PlummersSoftwareLLC / Primes

Prime Number Projects in C#/C++/Python
https://plummerssoftwarellc.github.io/PrimeView/
2.44k stars 575 forks source link

Improve performance of my 1-bit Clojure solution #891

Closed axvr closed 1 year ago

axvr commented 1 year ago

Description

This change significantly improves performance of my 1-bit Clojure solution.

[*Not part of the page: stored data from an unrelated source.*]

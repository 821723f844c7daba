use std::cmp::Ordering;
use std::fmt;

use chrono::{NaiveDate, NaiveDateTime};
use serde::Serialize;

/// A single cell as returned by a data source or held in a report result.
#[derive(Debug, Clone, PartialEq, Serialize)]
#[serde(untagged)]
pub enum Value {
    Null,
    Integer(i64),
    Decimal(f64),
    Text(String),
    Date(NaiveDate),
}

impl Value {
    pub fn is_null(&self) -> bool {
        matches!(self, Value::Null)
    }

    pub fn as_f64(&self) -> Option<f64> {
        match self {
            Value::Integer(i) => Some(*i as f64),
            Value::Decimal(d) => Some(*d),
            _ => None,
        }
    }

    /// Convert into the declared semantic type, or `None` when the value
    /// cannot represent it. Nulls pass through; nullability is checked by
    /// the caller.
    pub fn coerce(self, ty: ColumnType) -> Option<Value> {
        match (ty, self) {
            (_, Value::Null) => Some(Value::Null),
            (ColumnType::Integer, Value::Integer(i)) => Some(Value::Integer(i)),
            (ColumnType::Integer, Value::Decimal(d))
                if d.fract() == 0.0 && d >= i64::MIN as f64 && d < i64::MAX as f64 =>
            {
                Some(Value::Integer(d as i64))
            }
            (ColumnType::Integer, Value::Text(s)) => s.trim().parse().ok().map(Value::Integer),
            (ColumnType::Decimal, Value::Integer(i)) => Some(Value::Decimal(i as f64)),
            (ColumnType::Decimal, Value::Decimal(d)) => Some(Value::Decimal(d)),
            (ColumnType::Decimal, Value::Text(s)) => s.trim().parse().ok().map(Value::Decimal),
            (ColumnType::String, Value::Text(s)) => Some(Value::Text(s)),
            (ColumnType::Date, Value::Date(d)) => Some(Value::Date(d)),
            (ColumnType::Date, Value::Text(s)) => parse_date(&s).map(Value::Date),
            _ => None,
        }
    }

    /// Total order used for report sorting. Nulls sort after every other value.
    pub fn sort_cmp(&self, other: &Value) -> Ordering {
        match (self, other) {
            (Value::Null, Value::Null) => Ordering::Equal,
            (Value::Null, _) => Ordering::Greater,
            (_, Value::Null) => Ordering::Less,
            (Value::Text(a), Value::Text(b)) => a.cmp(b),
            (Value::Date(a), Value::Date(b)) => a.cmp(b),
            (a, b) => match (a.as_f64(), b.as_f64()) {
                (Some(x), Some(y)) => x.total_cmp(&y),
                _ => Ordering::Equal,
            },
        }
    }
}

impl fmt::Display for Value {
    fn fmt(&self, f: &mut fmt::Formatter<'_>) -> fmt::Result {
        match self {
            Value::Null => Ok(()),
            Value::Integer(i) => write!(f, "{i}"),
            Value::Decimal(d) => write!(f, "{d:.2}"),
            Value::Text(s) => write!(f, "{s}"),
            Value::Date(d) => write!(f, "{}", d.format("%Y-%m-%d")),
        }
    }
}

fn parse_date(s: &str) -> Option<NaiveDate> {
    let s = s.trim();
    NaiveDate::parse_from_str(s, "%Y-%m-%d")
        .ok()
        .or_else(|| {
            NaiveDateTime::parse_from_str(s, "%Y-%m-%d %H:%M:%S")
                .ok()
                .map(|dt| dt.date())
        })
}

#[derive(Debug, Clone, Copy, PartialEq, Eq, Serialize)]
#[serde(rename_all = "lowercase")]
pub enum ColumnType {
    Date,
    String,
    Integer,
    Decimal,
}

#[derive(Debug, Clone, PartialEq, Serialize)]
pub struct ColumnSpec {
    pub name: &'static str,
    pub ty: ColumnType,
    pub nullable: bool,
}

impl ColumnSpec {
    pub const fn new(name: &'static str, ty: ColumnType) -> Self {
        Self { name, ty, nullable: false }
    }

    pub const fn nullable(name: &'static str, ty: ColumnType) -> Self {
        Self { name, ty, nullable: true }
    }
}

#[derive(Debug, Clone, Copy, PartialEq, Eq, Serialize)]
#[serde(rename_all = "kebab-case")]
pub enum PresentationHint {
    TimeSeries,
    RankedCategorical,
    RawTable,
}

impl fmt::Display for PresentationHint {
    fn fmt(&self, f: &mut fmt::Formatter<'_>) -> fmt::Result {
        match self {
            PresentationHint::TimeSeries => write!(f, "time-series"),
            PresentationHint::RankedCategorical => write!(f, "ranked"),
            PresentationHint::RawTable => write!(f, "table"),
        }
    }
}

/// Raw result set as handed back by a data source.
#[derive(Debug, Clone, Default, PartialEq)]
pub struct TabularResult {
    pub columns: Vec<String>,
    pub rows: Vec<Vec<Value>>,
}

/// Validated, typed and ordered output of one report execution.
#[derive(Debug, Clone, PartialEq)]
pub struct ReportResult {
    pub report: String,
    pub title: String,
    pub hint: PresentationHint,
    pub columns: Vec<ColumnSpec>,
    pub rows: Vec<Vec<Value>>,
}

impl ReportResult {
    pub fn is_empty(&self) -> bool {
        self.rows.is_empty()
    }

    #[cfg(test)]
    pub fn get(&self, row: usize, column: &str) -> Option<&Value> {
        let idx = self.columns.iter().position(|c| c.name == column)?;
        self.rows.get(row)?.get(idx)
    }
}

Instead of using the Java BitSet class, I have created my own by representing the bit-array as the bits of longs in an array of longs.

I believe this change makes this the fastest 1-bit Clojure solution, and should beat any Java solutions using BitSet.

Contributing requirements

rbergen commented 1 year ago

@axvr Thanks for your submission. I've checked both versions (current and the one in this PR), and at least on my system the BitSet-based version is significantly faster than the other one.
With the current codebase, this is the output I get when running the solution in Docker:

Passes: 8502, Time: 5.001292454, Avg: 5.8824895E-4, Limit: 1000000, Count: 78498, Valid: True
axvr_clj_8-bit;8502;5.001292454;1;algorithm=base,faithful=yes,bits=8
Passes: 4349, Time: 5.000378914, Avg: 0.0011497767, Limit: 1000000, Count: 78498, Valid: True
axvr_clj_1-bit;4349;5.000378914;1;algorithm=base,faithful=yes,bits=1

With the new version, the output is this:

Downloading: org/clojure/clojure/1.12.0-alpha1/clojure-1.12.0-alpha1.pom from central
Downloading: org/clojure/clojure/1.12.0-alpha1/clojure-1.12.0-alpha1.jar from central
Passes: 8142, Time: 5.001105132, Avg: 6.1423547E-4, Limit: 1000000, Count: 78498, Valid: True
axvr_clj_8-bit;8142;5.001105132;1;algorithm=base,faithful=yes,bits=8
Passes: 2944, Time: 5.001365545, Avg: 0.0016988334, Limit: 1000000, Count: 78498, Valid: True
axvr_clj_1-bit;2944;5.001365545;1;algorithm=base,faithful=yes,bits=1

As you see, the number of passes per 5 seconds goes down from 4349 to 2944 for the 1-bit version. I've run both versions multiple times to make sure these results don't include any flukes. Although the exact numbers vary a little between runs, the new version is consistently slower than the current version.

As you are opening a PR on your own solution, I'm willing to still merge this in principle. However, considering the results I'm seeing, I'd like to double check if that's really what you want me to do.

axvr commented 1 year ago

Thanks for testing it. That is very odd, whenever I run it on my machine (Apple M1), it is defintiely quite a bit faster. I imagine the difference must be from optimisations being made by the processor (assuming you are using an x86 CPU) rather than the JVM since this behaviour is the same when I run it via Docker too.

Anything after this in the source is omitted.